> [What the exercise asks] Scan the entries for lines containing the string "once". Reply with how many there are, and nothing else.

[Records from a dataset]
// Copyright 2025 Oxide Computer Company
//! Lightweight validation schemas for request data and command arguments.
//!
//! Values that arrive through query strings and path variables are always
//! strings, so type checks here are lenient: `"42"` satisfies an integer
//! property and `"true"` satisfies a boolean one.  JSON bodies are checked
//! the same way, which keeps a single schema usable for every argument
//! source.

use crate::error::ApplicationError;
use serde::Deserialize;
use serde::Serialize;
use serde_json::Value;

/// Data types understood by [`ObjectSchema`].
#[derive(Clone, Copy, Debug, Deserialize, Eq, PartialEq, Serialize)]
pub enum TypeCode {
    /// anything goes
    Unknown,
    String,
    Boolean,
    Integer,
    Long,
    Float,
    Double,
    /// RFC 3339 timestamp
    DateTime,
    /// whole number of milliseconds
    Duration,
    Object,
    Map,
    Array,
    /// string or integer member of an enumeration
    Enum,
}

impl TypeCode {
    /// Returns whether `value` is acceptable for this type.
    pub fn matches(&self, value: &Value) -> bool {
        match (self, value) {
            (TypeCode::Unknown, _) => true,
            (TypeCode::String, Value::String(_)) => true,
            (TypeCode::Boolean, Value::Bool(_)) => true,
            (TypeCode::Boolean, Value::String(s)) => {
                s.eq_ignore_ascii_case("true") || s.eq_ignore_ascii_case("false")
            }
            (
                TypeCode::Integer | TypeCode::Long | TypeCode::Duration,
                Value::Number(n),
            ) => n.is_i64() || n.is_u64(),
            (
                TypeCode::Integer | TypeCode::Long | TypeCode::Duration,
                Value::String(s),
            ) => s.parse::<i64>().is_ok(),
            (TypeCode::Float | TypeCode::Double, Value::Number(_)) => true,
            (TypeCode::Float | TypeCode::Double, Value::String(s)) => {
                s.parse::<f64>().is_ok()
            }
            (TypeCode::DateTime, Value::String(s)) => {
                chrono::DateTime::parse_from_rfc3339(s).is_ok()
            }
            (TypeCode::Object | TypeCode::Map, Value::Object(_)) => true,
            (TypeCode::Array, Value::Array(_)) => true,
            (TypeCode::Enum, Value::String(_)) => true,
            (TypeCode::Enum, Value::Number(n)) => n.is_i64(),
            _ => false,
        }
    }

    /// Name of the matching OpenAPI primitive type.
    pub fn openapi_type(&self) -> &'static str {
        match self {
            TypeCode::Integer | TypeCode::Long => "integer",
            TypeCode::Float | TypeCode::Double => "number",
            TypeCode::String => "string",
            TypeCode::Boolean => "boolean",
            TypeCode::Array => "array",
            _ => "object",
        }
    }
}

/// One property of an [`ObjectSchema`].
#[derive(Clone, Debug, PartialEq)]
pub struct PropertySchema {
    pub name: String,
    pub value_type: TypeCode,
    pub required: bool,
    /// schema of a nested object value
    pub object: Option<ObjectSchema>,
    /// element type of an array value
    pub items: Option<TypeCode>,
}

#[derive(Clone, Copy, Debug, Deserialize, PartialEq, Eq, Serialize)]
#[serde(rename_all = "snake_case")]
pub enum ValidationResultType {
    /// reported, but doesn't make the value invalid
    Warning,
    Error,
}

/// A single validation finding.
#[derive(Clone, Debug, Deserialize, PartialEq, Serialize)]
pub struct ValidationResult {
    /// dotted path of the offending property ("" for the root)
    pub path: String,
    #[serde(rename = "type")]
    pub kind: ValidationResultType,
    pub code: String,
    pub message: String,
}

/// Describes the properties expected in a JSON object.
#[derive(Clone, Debug, Default, PartialEq)]
pub struct ObjectSchema {
    properties: Vec<PropertySchema>,
    allow_undefined: bool,
}

impl ObjectSchema {
    pub fn new() -> Self {
        ObjectSchema::default()
    }

    pub fn with_required_property(self, name: &str, value_type: TypeCode) -> Self {
        self.with_property(name, value_type, true, None, None)
    }

    pub fn with_optional_property(self, name: &str, value_type: TypeCode) -> Self {
        self.with_property(name, value_type, false, None, None)
    }

    pub fn with_required_object(self, name: &str, schema: ObjectSchema) -> Self {
        self.with_property(name, TypeCode::Object, true, Some(schema), None)
    }

    pub fn with_optional_object(self, name: &str, schema: ObjectSchema) -> Self {
        self.with_property(name, TypeCode::Object, false, Some(schema), None)
    }

    pub fn with_required_array(self, name: &str, items: TypeCode) -> Self {
        self.with_property(name, TypeCode::Array, true, None, Some(items))
    }

    pub fn with_optional_array(self, name: &str, items: TypeCode) -> Self {
        self.with_property(name, TypeCode::Array, false, None, Some(items))
    }

    /// When set, properties not listed in the schema are accepted.
    pub fn allow_undefined(mut self, allow: bool) -> Self {
        self.allow_undefined = allow;
        self
    }

    fn with_property(
        mut self,
        name: &str,
        value_type: TypeCode,
        required: bool,
        object: Option<ObjectSchema>,
        items: Option<TypeCode>,
    ) -> Self {
        self.properties.push(PropertySchema {
            name: name.to_string(),
            value_type,
            required,
            object,
            items,
        });
        self
    }

    pub fn properties(&self) -> &[PropertySchema] {
        &self.properties
    }

    /// Checks `value` against this schema, returning every failure found.
    pub fn validate(&self, value: &Value) -> Vec<ValidationResult> {
        let mut results = Vec::new();
        self.validate_at("", value, &mut results);
        results
    }

    /// Like [`ObjectSchema::validate`], but folds errors into a single
    /// 400 `INVALID_DATA` error whose details list each of them.  Warnings
    /// (such as unexpected properties) don't fail validation.
    pub fn validate_and_return_error(
        &self,
        correlation_id: Option<&str>,
        value: &Value,
    ) -> Result<(), ApplicationError> {
        let results: Vec<ValidationResult> = self
            .validate(value)
            .into_iter()
            .filter(|r| r.kind == ValidationResultType::Error)
            .collect();
        if results.is_empty() {
            return Ok(());
        }

        let message = results
            .iter()
            .map(|r| r.message.as_str())
            .collect::<Vec<_>>()
            .join("; ");
        let errors = serde_json::to_value(&results).unwrap_or(Value::Null);
        Err(ApplicationError::bad_request(
            "INVALID_DATA",
            format!("validation failed: {}", message),
        )
        .with_correlation_id(correlation_id)
        .with_details("errors", errors))
    }

    fn validate_at(
        &self,
        path: &str,
        value: &Value,
        results: &mut Vec<ValidationResult>,
    ) {
        let object = match value {
            Value::Object(object) => object,
            Value::Null => {
                // A missing body is an empty argument set; required
                // properties still get reported below.
                self.check_missing(path, &serde_json::Map::new(), results);
                return;
            }
            _ => {
                results.push(ValidationResult {
                    path: path.to_string(),
                    kind: ValidationResultType::Error,
                    code: "VALUE_ISNOT_OBJECT".to_string(),
                    message: format!("{} must be an object", display(path)),
                });
                return;
            }
        };

        self.check_missing(path, object, results);

        for (name, property_value) in object {
            let property_path = join(path, name);
            let Some(property) =
                self.properties.iter().find(|p| p.name == *name)
            else {
                if !self.allow_undefined {
                    results.push(ValidationResult {
                        kind: ValidationResultType::Warning,
                        code: "UNEXPECTED_PROPERTY".to_string(),
                        message: format!(
                            "{} is not expected",
                            display(&property_path)
                        ),
                        path: property_path,
                    });
                }
                continue;
            };

            if property_value.is_null() {
                continue;
            }

            if !property.value_type.matches(property_value) {
                results.push(ValidationResult {
                    kind: ValidationResultType::Error,
                    code: "TYPE_MISMATCH".to_string(),
                    message: format!(
                        "{} expected to be {:?}",
                        display(&property_path),
                        property.value_type
                    ),
                    path: property_path,
                });
                continue;
            }

            if let Some(schema) = &property.object {
                schema.validate_at(&property_path, property_value, results);
            }

            if let (Some(items), Value::Array(elements)) =
                (&property.items, property_value)
            {
                for (i, element) in elements.iter().enumerate() {
                    if !element.is_null() && !items.matches(element) {
                        let element_path = format!("{}[{}]", property_path, i);
                        results.push(ValidationResult {
                            kind: ValidationResultType::Error,
                            code: "TYPE_MISMATCH".to_string(),
                            message: format!(
                                "{} expected to be {:?}",
                                element_path, items
                            ),
                            path: element_path,
                        });
                    }
                }
            }
        }
    }

    fn check_missing(
        &self,
        path: &str,
        object: &serde_json::Map<String, Value>,
        results: &mut Vec<ValidationResult>,
    ) {
        for property in self.properties.iter().filter(|p| p.required) {
            let missing = object.get(&property.name).map_or(true, Value::is_null);
            if missing {
                let property_path = join(path, &property.name);
                results.push(ValidationResult {
                    kind: ValidationResultType::Error,
                    code: "VALUE_IS_NULL".to_string(),
                    message: format!("{} must not be null", property_path),
                    path: property_path,
                });
            }
        }
    }
}

fn join(path: &str, name: &str) -> String {
    if path.is_empty() {
        name.to_string()
    } else {
        format!("{}.{}", path, name)
    }
}

fn display(path: &str) -> &str {
    if path.is_empty() {
        "value"
    } else {
        path
    }
}
// Copyright 2025 Oxide Computer Company
//! Cross-origin resource sharing
//!
//! Allowed headers and origins accumulate in a [`CorsBuilder`] while an
//! endpoint is closed.  Opening the endpoint freezes them into an immutable
//! [`CorsPolicy`] that every connection shares; further additions are refused
//! until the endpoint closes again.

use crate::error::ApplicationError;
use crate::http_util::CORRELATION_ID;
use crate::Body;
use http::header;
use http::HeaderMap;
use http::HeaderValue;
use http::Method;
use http::StatusCode;
use hyper::Response;
use std::sync::Arc;

/// methods allowed in cross-origin requests
pub const CORS_METHODS: &[&str] =
    &["POST", "GET", "OPTIONS", "PUT", "DELETE", "PATCH"];

/// headers that are always allowed
const DEFAULT_CORS_HEADERS: &[&str] = &[
    "accept",
    "accept-language",
    "content-language",
    "content-type",
    "origin",
    CORRELATION_ID,
];

/// Accumulates the CORS allow-lists of an endpoint before it opens.
#[derive(Debug, Default)]
pub struct CorsBuilder {
    headers: Vec<String>,
    origins: Vec<String>,
    frozen: bool,
}

impl CorsBuilder {
    pub fn new(headers: &[String], origins: &[String]) -> Self {
        let mut builder = CorsBuilder::default();
        for header in headers {
            builder.push_header(header);
        }
        for origin in origins {
            builder.push_origin(origin);
        }
        builder
    }

    /// Allows `header` and `origin` in cross-origin requests.  Either may be
    /// empty.  Fails with `CORS_FROZEN` once the policy is in use.
    pub fn add(
        &mut self,
        header: &str,
        origin: &str,
    ) -> Result<(), ApplicationError> {
        if self.frozen {
            return Err(ApplicationError::invalid_state(
                "CORS_FROZEN",
                "CORS headers and origins cannot change while the endpoint \
                 is open",
            )
            .with_details("header", header)
            .with_details("origin", origin));
        }
        self.push_header(header);
        self.push_origin(origin);
        Ok(())
    }

    /// Produces the policy used while the endpoint is open.
    pub fn freeze(&mut self) -> Arc<CorsPolicy> {
        self.frozen = true;
        let mut headers: Vec<String> =
            DEFAULT_CORS_HEADERS.iter().map(|h| h.to_string()).collect();
        for header in &self.headers {
            if !headers.contains(header) {
                headers.push(header.clone());
            }
        }
        Arc::new(CorsPolicy { headers, origins: self.origins.clone() })
    }

    pub fn unfreeze(&mut self) {
        self.frozen = false;
    }

    fn push_header(&mut self, header: &str) {
        let header = header.trim().to_ascii_lowercase();
        if !header.is_empty() && !self.headers.contains(&header) {
            self.headers.push(header);
        }
    }

    fn push_origin(&mut self, origin: &str) {
        let origin = origin.trim();
        if !origin.is_empty() && !self.origins.iter().any(|o| o == origin) {
            self.origins.push(origin.to_string());
        }
    }
}

/// Frozen CORS allow-lists.
#[derive(Debug)]
pub struct CorsPolicy {
    headers: Vec<String>,
    /// empty means any origin
    origins: Vec<String>,
}

impl CorsPolicy {
    fn origin_allowed(&self, origin: &str) -> bool {
        self.origins.is_empty()
            || self.origins.iter().any(|o| o == "*" || o == origin)
    }

    fn allow_origin_value(&self, origin: &str) -> String {
        if self.origins.is_empty() || self.origins.iter().any(|o| o == "*") {
            "*".to_string()
        } else {
            origin.to_string()
        }
    }

    /// Answers a CORS preflight request.  Returns `None` for anything that
    /// isn't one, so the request proceeds to routing.
    pub fn preflight(
        &self,
        method: &Method,
        headers: &HeaderMap,
    ) -> Option<Response<Body>> {
        if method != Method::OPTIONS {
            return None;
        }
        let origin = headers.get(header::ORIGIN)?.to_str().ok()?;
        let requested_method =
            headers.get(header::ACCESS_CONTROL_REQUEST_METHOD)?;

        let mut response = Response::new(Body::empty());
        if !self.origin_allowed(origin) {
            // Answer without any CORS headers; the browser will refuse.
            return Some(response);
        }

        let requested_method = requested_method.to_str().unwrap_or("");
        if !CORS_METHODS.iter().any(|m| m.eq_ignore_ascii_case(requested_method))
        {
            *response.status_mut() = StatusCode::METHOD_NOT_ALLOWED;
            return Some(response);
        }

        let requested_headers = headers
            .get(header::ACCESS_CONTROL_REQUEST_HEADERS)
            .and_then(|v| v.to_str().ok())
            .unwrap_or("");
        for requested in requested_headers.split(',') {
            let requested = requested.trim().to_ascii_lowercase();
            if !requested.is_empty() && !self.headers.contains(&requested) {
                *response.status_mut() = StatusCode::FORBIDDEN;
                return Some(response);
            }
        }

        let response_headers = response.headers_mut();
        self.set_origin(origin, response_headers);
        if let Ok(value) = HeaderValue::from_str(&CORS_METHODS.join(", ")) {
            response_headers.insert(header::ACCESS_CONTROL_ALLOW_METHODS, value);
        }
        if let Ok(value) = HeaderValue::from_str(&self.headers.join(", ")) {
            response_headers.insert(header::ACCESS_CONTROL_ALLOW_HEADERS, value);
        }
        Some(response)
    }

    /// Adds CORS headers to the response of an ordinary cross-origin request.
    pub fn decorate(
        &self,
        request_headers: &HeaderMap,
        response: &mut Response<Body>,
    ) {
        let Some(origin) = request_headers
            .get(header::ORIGIN)
            .and_then(|v| v.to_str().ok())
        else {
            return;
        };
        if self.origin_allowed(origin) {
            self.set_origin(origin, response.headers_mut());
        }
    }

    fn set_origin(&self, origin: &str, headers: &mut HeaderMap) {
        if let Ok(value) = HeaderValue::from_str(&self.allow_origin_value(origin))
        {
            headers.insert(header::ACCESS_CONTROL_ALLOW_ORIGIN, value);
        }
        if !self.origins.is_empty() {
            headers.insert(header::VARY, HeaderValue::from_static("Origin"));
        }
    }
}
// Copyright 2025 Oxide Computer Company
//! Automated testing facilities.  These are intended for use both by this
//! crate's own tests and by consumers testing services built on it.

use camino::Utf8PathBuf;
use chrono::DateTime;
use chrono::Utc;
use serde::de::DeserializeOwned;
use serde::Deserialize;
use slog::Logger;
use std::fmt::Debug;
use std::fs;
use std::path::Path;
use std::sync::atomic::AtomicU32;
use std::sync::atomic::Ordering;

use crate::config::ConfigEndpoint;
use crate::config::ConfigRestClient;
use crate::connect::ConnectionParams;
use crate::logging::ConfigLogging;

/// Used to generate unique log file names within a process.
static TEST_SUITE_LOGGER_ID: AtomicU32 = AtomicU32::new(0);

/// Path that a test's `ConfigLogging::File` block must name.  `LogContext`
/// swaps it for a unique file.
pub const LOG_PATH_SENTINEL: &str = "UNUSED";

/// A logger for one test.
///
/// With a file-based configuration, the log goes to a unique file in the
/// temporary directory.  The file is kept if the test fails and removed by
/// [`LogContext::cleanup_successful`], which tests call as one of their last
/// steps.
pub struct LogContext {
    pub log: Logger,
    log_path: Option<Utf8PathBuf>,
}

impl LogContext {
    pub fn new(test_name: &str, initial_config_logging: &ConfigLogging) -> LogContext {
        let (log_path, log_config) = match initial_config_logging {
            ConfigLogging::File { level, path, if_exists } => {
                assert_eq!(
                    path.as_str(),
                    LOG_PATH_SENTINEL,
                    "for test suite logging configuration, when mode = \
                     \"file\" is used, the path MUST be the sentinel string \
                     \"UNUSED\".  It will be replaced with a unique path for \
                     each test."
                );
                let new_path = log_file_for_test(test_name);
                eprintln!("log file: {}", new_path);
                (
                    Some(new_path.clone()),
                    ConfigLogging::File {
                        level: *level,
                        path: new_path,
                        if_exists: *if_exists,
                    },
                )
            }
            other_config => (None, other_config.clone()),
        };

        let log = log_config.to_logger(test_name).unwrap();
        LogContext { log, log_path }
    }

    /// Removes the log file, if this was a file-based logger.
    pub fn cleanup_successful(self) {
        if let Some(log_path) = &self.log_path {
            fs::remove_file(log_path).unwrap();
        }
    }
}

/// Returns a unique path name in a temporary directory that includes the
/// given `test_name`.
pub fn log_file_for_test(test_name: &str) -> Utf8PathBuf {
    let arg0 = {
        let arg0path = std::env::args().next().unwrap();
        Path::new(&arg0path).file_name().unwrap().to_str().unwrap().to_string()
    };

    let mut path = Utf8PathBuf::try_from(std::env::temp_dir()).unwrap();
    let id = TEST_SUITE_LOGGER_ID.fetch_add(1, Ordering::SeqCst);
    let pid = std::process::id();
    path.push(format!("{}-{}.{}.{}.log", arg0, test_name, pid, id));
    path
}

/// Loads an object of type `T` (usually a hunk of configuration) from the
/// TOML string `contents`.  `label` identifies the config in test output.
pub fn read_config<T: DeserializeOwned + Debug>(
    label: &str,
    contents: &str,
) -> Result<T, toml::de::Error> {
    let result = toml::from_str(contents);
    eprintln!("config \"{}\": {:?}", label, result);
    result
}

/// Endpoint configuration listening on an ephemeral port of the loopback
/// interface, so tests can run concurrently.
pub fn config_endpoint_for_test() -> ConfigEndpoint {
    ConfigEndpoint {
        connection: ConnectionParams::new("http", "127.0.0.1", 0),
        ..Default::default()
    }
}

/// Client configuration for a server at `uri`.
pub fn config_client_for_test(uri: &str, base_route: &str) -> ConfigRestClient {
    let mut config = ConfigRestClient {
        connection: ConnectionParams::from_uri(uri),
        base_route: base_route.to_string(),
        ..Default::default()
    };
    config.options.retries = 1;
    config.options.timeout = 1000;
    config.options.connect_timeout = 1000;
    config
}

/*
 * Bunyan testing facilities
 */

/// One Bunyan log record.  Non-standard fields are ignored.
#[derive(Debug, Deserialize)]
pub struct BunyanLogRecord {
    pub time: DateTime<Utc>,
    pub name: String,
    pub hostname: String,
    pub pid: u32,
    pub msg: String,
    pub v: usize,
}

/// Reads a file containing a Bunyan-format log.
pub fn read_bunyan_log(logpath: &Path) -> Vec<BunyanLogRecord> {
    let log_contents = fs::read_to_string(logpath).unwrap();
    log_contents
        .split('\n')
        .filter(|line| !line.is_empty())
        .map(|line| serde_json::from_str::<BunyanLogRecord>(line).unwrap())
        .collect()
}
/// Accepts connections until `shutdown` fires, then waits for the
/// connections to finish their in-flight requests.
pub(crate) async fn serve_connections(
    listener: TcpListener,
    tls_acceptor: Option<TlsAcceptor>,
    server: Arc<ServerState>,
    mut shutdown: watch::Receiver<bool>,
) -> std::io::Result<()> {
    let mut connections = JoinSet::new();
    let mut result = Ok(());

    loop {
        tokio::select! {
            _ = shutdown.changed() => {
                info!(server.log, "received request to begin graceful shutdown");
                break;
            }
            Some(_) = connections.join_next(), if !connections.is_empty() => {}
            accept_result = listener.accept() => {
                let (stream, remote_addr) = match accept_result {
                    Ok(v) => v,
                    Err(e) if e.kind() == std::io::ErrorKind::ConnectionAborted => {
                        continue;
                    }
                    // The other errors that can be returned under POSIX are
                    // programming errors or resource exhaustion.  Stop
                    // accepting and let close() report it.
                    Err(e) => {
                        error!(server.log, "failed to accept connection";
                            "err" => %e);
                        result = Err(e);
                        break;
                    }
                };
                connections.spawn(serve_connection(
                    stream,
                    remote_addr,
                    tls_acceptor.clone(),
                    Arc::clone(&server),
                    shutdown.clone(),
                ));
            }
        }
    }

    std::mem::drop(listener);
    while connections.join_next().await.is_some() {}
    result
}

async fn serve_connection(
    stream: TcpStream,
    remote_addr: SocketAddr,
    tls_acceptor: Option<TlsAcceptor>,
    server: Arc<ServerState>,
    shutdown: watch::Receiver<bool>,
) {
    info!(server.log, "accepted connection"; "remote_addr" => %remote_addr);
    let Some(acceptor) = tls_acceptor else {
        drive_connection(TokioIo::new(stream), remote_addr, server, shutdown)
            .await;
        return;
    };

    match tokio::time::timeout(server.connect_timeout, acceptor.accept(stream))
        .await
    {
        Ok(Ok(tls_stream)) => {
            drive_connection(
                TokioIo::new(tls_stream),
                remote_addr,
                server,
                shutdown,
            )
            .await
        }
        // TLS failures are the client's problem (a fatal alert, a
        // disconnect during negotiation); log them and move on.
        Ok(Err(e)) => warn!(server.log, "tls accept err: {}", e;
            "remote_addr" => %remote_addr),
        Err(_) => warn!(server.log, "tls handshake timed out";
            "remote_addr" => %remote_addr),
    }
}

/// Polls the connection `conn` to completion, asking it to finish its
/// in-flight requests and close once `shutdown` fires.
macro_rules! serve_until_shutdown {
    ($conn:expr, $shutdown:expr) => {{
        let conn = $conn;
        tokio::pin!(conn);
        let mut shutting_down = false;
        loop {
            tokio::select! {
                result = conn.as_mut() => break result,
                _ = $shutdown.changed(), if !shutting_down => {
                    shutting_down = true;
                    conn.as_mut().graceful_shutdown();
                }
            }
        }
    }};
}

async fn drive_connection<I>(
    io: I,
    remote_addr: SocketAddr,
    server: Arc<ServerState>,
    mut shutdown: watch::Receiver<bool>,
) where
    I: hyper::rt::Read + hyper::rt::Write + Unpin + Send + 'static,
{
    let log = server.log.clone();
    let upgrades = server.protocol_upgrade_enabled;
    let service = hyper::service::service_fn(move |request| {
        let server = Arc::clone(&server);
        async move {
            Ok::<_, Infallible>(
                http_request_handle_wrap(server, remote_addr, request).await,
            )
        }
    });

    let builder = hyper::server::conn::http1::Builder::new();
    let result = if upgrades {
        serve_until_shutdown!(
            builder.serve_connection(io, service).with_upgrades(),
            shutdown
        )
    } else {
        serve_until_shutdown!(builder.serve_connection(io, service), shutdown)
    };
    if let Err(e) = result {
        debug!(log, "connection closed with error: {}", e;
            "remote_addr" => %remote_addr);
    }
}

> [Answer to the exercise] 2